Besides the muscle fiber directions, myocardial material properties can be assessed using shear wave imaging. In this technique, a tiny segment of myocardium is displaced by acoustic radiation force generated by focused ultrasound, and the propagation of shear wave (the wave that spreads perpendicular to the direction of the displacement by shear stress) is observed using ultrafast echocardiography at a temporal resolution of thousands of frames per second ( Figs. 10.7 and 10.8 ). The shear waves propagate perpendicular to the primary wave direction, and the speed of propagation is determined by the fiber orientation (faster along than across the fiber direction) and the stiffness of the tissue (slower in soft tissues) ( Fig. 10.9 ). Using this technique, Lee et al assessed the myocardial fiber orientation of in vivo open-chest ovine hearts, whereas Pernot and colleagues , quantified diastolic stiffness of myocardium in open-chest ovine, healthy human adults, patients with hypertension, and patients with pediatric hypertrophic cardiomyopathy (see Fig. 10.9 ).
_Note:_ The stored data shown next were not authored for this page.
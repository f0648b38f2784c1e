// Copyright (c) 2025 Kirky.X
//
// Licensed under the MIT License
// See LICENSE file in the project root for full license information.

use sea_orm_migration::prelude::*;

#[derive(DeriveMigrationName)]
pub struct Migration;

#[async_trait::async_trait]
impl MigrationTrait for Migration {
    async fn up(&self, manager: &SchemaManager) -> Result<(), DbErr> {
        manager
            .create_table(
                Table::create()
                    .table(Targets::Table)
                    .if_not_exists()
                    .col(
                        ColumnDef::new(Targets::Id)
                            .integer()
                            .not_null()
                            .auto_increment()
                            .primary_key(),
                    )
                    .col(ColumnDef::new(Targets::Ip).string().not_null().unique_key())
                    .col(ColumnDef::new(Targets::Name).string().not_null())
                    .col(
                        ColumnDef::new(Targets::Status)
                            .string()
                            .not_null()
                            .default("init"),
                    )
                    .col(
                        ColumnDef::new(Targets::Unbounded)
                            .boolean()
                            .not_null()
                            .default(false),
                    )
                    .col(
                        ColumnDef::new(Targets::CurrentPage)
                            .integer()
                            .not_null()
                            .default(1),
                    )
                    .col(ColumnDef::new(Targets::LastFetchedAt).timestamp_with_time_zone())
                    .col(ColumnDef::new(Targets::LastFullScanAt).timestamp_with_time_zone())
                    .col(
                        ColumnDef::new(Targets::CreatedAt)
                            .timestamp_with_time_zone()
                            .not_null()
                            .default(Expr::current_timestamp()),
                    )
                    .col(
                        ColumnDef::new(Targets::UpdatedAt)
                            .timestamp_with_time_zone()
                            .not_null()
                            .default(Expr::current_timestamp()),
                    )
                    .to_owned(),
            )
            .await?;

        manager
            .create_index(
                Index::create()
                    .name("idx_targets_last_fetched_at")
                    .table(Targets::Table)
                    .col(Targets::LastFetchedAt)
                    .to_owned(),
            )
            .await
    }

    async fn down(&self, manager: &SchemaManager) -> Result<(), DbErr> {
        manager
            .drop_table(Table::drop().table(Targets::Table).to_owned())
            .await
    }
}

#[derive(DeriveIden)]
enum Targets {
    Table,
    Id,
    Ip,
    Name,
    Status,
    Unbounded,
    CurrentPage,
    LastFetchedAt,
    LastFullScanAt,
    CreatedAt,
    UpdatedAt,
}
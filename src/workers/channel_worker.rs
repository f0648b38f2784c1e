// Copyright (c) 2025 Kirky.X
//
// Licensed under the MIT License
// See LICENSE file in the project root for full license information.

use std::sync::Arc;
use std::time::Duration;

use async_trait::async_trait;
use tokio::time::sleep;
use tracing::{error, info, warn};

use crate::application::use_cases::enrichment_consumer::EnrichmentConsumer;
use crate::domain::models::message::DomainMessage;
use crate::domain::repositories::domain_repository::DomainRepository;
use crate::domain::services::message_channel::MessageSource;
use crate::utils::errors::{ErrorClass, WorkerError};

/// 一条消息的处理结果
#[derive(Debug, Clone, Copy, PartialEq, Eq)]
pub enum Handled {
    /// 队列为空
    Idle,
    /// 已确认
    Acked,
    /// 已放回队列等待重试
    Requeued,
}

/// 消息通道消费Worker
///
/// 拉取路径的至少一次投递：处理成功或消息本身无效时确认，
/// 可重试的失败放回队列。启动时先恢复上次遗留的处理中消息。
pub struct ChannelWorker<DR>
where
    DR: DomainRepository + 'static,
{
    source: Arc<dyn MessageSource>,
    consumer: Arc<EnrichmentConsumer<DR>>,
    poll_interval: Duration,
}

impl<DR> ChannelWorker<DR>
where
    DR: DomainRepository + 'static,
{
    pub fn new(
        source: Arc<dyn MessageSource>,
        consumer: Arc<EnrichmentConsumer<DR>>,
        poll_interval: Duration,
    ) -> Self {
        Self {
            source,
            consumer,
            poll_interval,
        }
    }

    /// 处理下一条消息
    pub async fn process_next(&self) -> Result<Handled, WorkerError> {
        let Some(delivery) = self.source.receive().await? else {
            return Ok(Handled::Idle);
        };

        let message = match DomainMessage::decode(&delivery.payload) {
            Ok(message) => message,
            Err(e) => {
                warn!(error = %e, "Dropping undecodable message");
                self.source.ack(&delivery).await?;
                return Ok(Handled::Acked);
            }
        };

        match self.consumer.analyze_domain(message).await {
            Ok(_) => {
                self.source.ack(&delivery).await?;
                Ok(Handled::Acked)
            }
            Err(e) if e.kind().class() == ErrorClass::DataProblem => {
                warn!(domain_id = message.domain_id, error = %e, "Dropping message with bad data");
                self.source.ack(&delivery).await?;
                Ok(Handled::Acked)
            }
            Err(e) => {
                warn!(domain_id = message.domain_id, error = %e, "Enrichment failed, requeueing");
                self.source.nack(&delivery).await?;
                Ok(Handled::Requeued)
            }
        }
    }
}

#[async_trait]
impl<DR> crate::workers::Worker for ChannelWorker<DR>
where
    DR: DomainRepository + 'static,
{
    async fn run(&self) -> Result<(), WorkerError> {
        let recovered = self.source.recover().await?;
        info!(recovered, "Channel worker started");

        loop {
            match self.process_next().await {
                Ok(Handled::Acked) => continue,
                // 退避，避免失败消息让循环空转
                Ok(Handled::Idle) | Ok(Handled::Requeued) => sleep(self.poll_interval).await,
                Err(e) => {
                    error!(error = %e, "Channel worker iteration failed");
                    sleep(self.poll_interval).await;
                }
            }
        }
    }

    fn name(&self) -> &str {
        "channel-worker"
    }
}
Petrescu et al , further applied this technology without generating an artificial shear wave, instead using the shear wave naturally occurring from mitral and aortic valve closure ( Fig. 10.10 ). They demonstrated that the velocity of these naturally induced shear waves was higher (suggesting greater stiffness) in patients with cardiac amyloidosis and associated with age in healthy subjects, and that stiffness is associated with diastolic dysfunction and filling pressure ( Fig. 10.11 ).